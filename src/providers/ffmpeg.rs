/*!
 * ffmpeg subtitle embedder.
 *
 * Soft mode stream-copies audio and video and adds the subtitle as a
 * `mov_text` track tagged with its language. Hard mode renders the subtitle
 * into the frames with the `subtitles` filter and a fixed style. Progress
 * comes from `-progress pipe:1`, measured against the duration reported by
 * ffprobe.
 */

use std::ffi::OsString;
use std::path::{Path, PathBuf};

use async_trait::async_trait;
use log::{debug, info, warn};
use serde::Deserialize;

use crate::app_config::EmbeddingConfig;
use crate::domain::{Subtitle, Video};
use crate::errors::{PipelineError, ProviderError, ValidationError};
use crate::file_utils::FileManager;
use crate::language_utils;
use crate::ports::{EmbedMode, ProgressCallback, ProgressReporter, SubtitleEmbedder};
use crate::tools::{self, ToolStream};

/// `force_style` of burned-in subtitles
pub const HARD_SUBTITLE_STYLE: &str =
    "FontName=Noto Sans CJK KR,FontSize=24,PrimaryColour=&HFFFFFF&,OutlineColour=&H000000&,Outline=2";

// Language tag used when the subtitle language has no ISO 639-2 form
const UNDETERMINED_LANGUAGE: &str = "und";

/// Format section of `ffprobe -show_format`
#[derive(Debug, Deserialize)]
pub struct ProbeFormat {
    pub duration: Option<String>,
}

/// `ffprobe -print_format json -show_format` output
#[derive(Debug, Deserialize)]
pub struct ProbeOutput {
    pub format: Option<ProbeFormat>,
}

impl ProbeOutput {
    /// Duration in seconds, if known and positive
    pub fn duration_secs(&self) -> Option<f64> {
        self.format
            .as_ref()
            .and_then(|format| format.duration.as_deref())
            .and_then(|d| d.trim().parse::<f64>().ok())
            .filter(|d| d.is_finite() && *d > 0.0)
    }
}

/// Escape a path for use inside an ffmpeg filter argument
pub fn escape_filter_path(path: &Path) -> String {
    let mut escaped = String::new();
    for c in path.to_string_lossy().chars() {
        if matches!(c, '\\' | ':' | '\'' | ',' | '[' | ']') {
            escaped.push('\\');
        }
        escaped.push(c);
    }
    escaped
}

/// Seconds of output written so far, from one `-progress` line
///
/// Both `out_time_us` and `out_time_ms` carry microseconds.
pub fn parse_progress_time(line: &str) -> Option<f64> {
    let (key, value) = line.trim().split_once('=')?;
    match key {
        "out_time_us" | "out_time_ms" => value.trim().parse::<i64>().ok().filter(|v| *v >= 0).map(|us| us as f64 / 1_000_000.0),
        _ => None,
    }
}

/// Language tag written into the subtitle track metadata
pub fn metadata_language(language: &str) -> String {
    language_utils::normalize_to_part2t(language).unwrap_or_else(|_| UNDETERMINED_LANGUAGE.to_string())
}

/// ffmpeg arguments for embedding `subtitle_path` into `video_path`
pub fn build_embed_args(
    video_path: &Path,
    subtitle_path: &Path,
    output_path: &Path,
    mode: EmbedMode,
    language: &str,
) -> Vec<OsString> {
    let mut args: Vec<OsString> = vec!["-y".into(), "-hide_banner".into(), "-nostats".into()];
    args.extend(["-progress".into(), "pipe:1".into()]);
    args.extend(["-i".into(), video_path.as_os_str().to_os_string()]);

    match mode {
        EmbedMode::Soft => {
            args.extend(["-i".into(), subtitle_path.as_os_str().to_os_string()]);
            args.extend(["-map".into(), "0:v".into(), "-map".into(), "0:a?".into(), "-map".into(), "1:0".into()]);
            args.extend(["-c:v".into(), "copy".into(), "-c:a".into(), "copy".into(), "-c:s".into(), "mov_text".into()]);
            args.extend(["-metadata:s:s:0".into(), format!("language={}", metadata_language(language)).into()]);
        }
        EmbedMode::Hard => {
            let filter = format!(
                "subtitles={}:force_style='{}'",
                escape_filter_path(subtitle_path),
                HARD_SUBTITLE_STYLE
            );
            args.extend(["-vf".into(), filter.into(), "-c:a".into(), "copy".into()]);
        }
    }

    args.push(output_path.as_os_str().to_os_string());
    args
}

/// Delete what a failed ffmpeg run left at `output_path`
async fn remove_partial_output(output_path: &Path) {
    match tokio::fs::remove_file(output_path).await {
        Ok(()) => warn!("Removed partial output {:?}", output_path),
        Err(e) if e.kind() == std::io::ErrorKind::NotFound => {}
        Err(e) => warn!("Could not remove partial output {:?}: {}", output_path, e),
    }
}

/// Embedder backed by the ffmpeg CLI
#[derive(Debug, Clone)]
pub struct FfmpegEmbedder {
    config: EmbeddingConfig,
}

impl FfmpegEmbedder {
    pub fn new(config: EmbeddingConfig) -> Self {
        Self { config }
    }

    /// Media duration in seconds; `None` when ffprobe is missing or silent
    pub async fn probe_duration(&self, path: &Path) -> Option<f64> {
        let args: Vec<OsString> = vec![
            "-v".into(),
            "quiet".into(),
            "-print_format".into(),
            "json".into(),
            "-show_format".into(),
            path.as_os_str().to_os_string(),
        ];

        let output = match tools::run_tool(&self.config.ffprobe_path, args, self.config.timeout_secs).await {
            Ok(output) => output,
            Err(e) => {
                warn!("ffprobe failed, embedding without progress: {}", e);
                return None;
            }
        };

        match serde_json::from_str::<ProbeOutput>(&output.stdout) {
            Ok(probe) => probe.duration_secs(),
            Err(e) => {
                debug!("Unreadable ffprobe output: {}", e);
                None
            }
        }
    }
}

#[async_trait]
impl SubtitleEmbedder for FfmpegEmbedder {
    async fn embed(
        &self,
        video: &Video,
        subtitle: &Subtitle,
        output_path: &Path,
        mode: EmbedMode,
        progress: Option<&ProgressCallback>,
    ) -> Result<PathBuf, PipelineError> {
        let video_path = video.file_path().ok_or(ValidationError::MissingFilePath("video"))?;
        let subtitle_path = subtitle.file_path().ok_or(ValidationError::MissingFilePath("subtitle"))?;
        let reporter = ProgressReporter::new(progress);

        FileManager::ensure_parent(output_path)?;
        reporter.report(&format!("Embedding subtitles ({})", mode), 0.0);

        let duration = self.probe_duration(video_path).await;
        let args = build_embed_args(video_path, subtitle_path, output_path, mode, subtitle.language());
        info!("Embedding {:?} into {:?} ({} mode)", subtitle_path, video_path, mode);

        let result = tools::run_tool_streaming(&self.config.ffmpeg_path, args, self.config.timeout_secs, |stream, line| {
            if stream != ToolStream::Stdout {
                return;
            }
            if let (Some(total), Some(done)) = (duration, parse_progress_time(line)) {
                let percent = (done / total * 100.0) as f32;
                reporter.report(&format!("Embedding subtitles ({})", mode), percent.min(99.0));
            }
        })
        .await;

        if let Err(e) = result {
            remove_partial_output(output_path).await;
            return Err(e.into());
        }

        if !output_path.exists() {
            return Err(ProviderError::ToolFailed {
                tool: "ffmpeg".to_string(),
                status: Some(0),
                diagnostic: format!("no output written to {}", output_path.display()),
            }
            .into());
        }

        reporter.complete("Subtitle embedding complete");
        Ok(output_path.to_path_buf())
    }
}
::::
## Activity
The required output is every line above from the one with "output_path, mode, subtitle.language());" down to the one with "self.config.timeout_secs, |stream, line|", restated word for word, ends included.

## Completed exercise
        let args = build_embed_args(video_path, subtitle_path, output_path, mode, subtitle.language());
        info!("Embedding {:?} into {:?} ({} mode)", subtitle_path, video_path, mode);

        let result = tools::run_tool_streaming(&self.config.ffmpeg_path, args, self.config.timeout_secs, |stream, line| {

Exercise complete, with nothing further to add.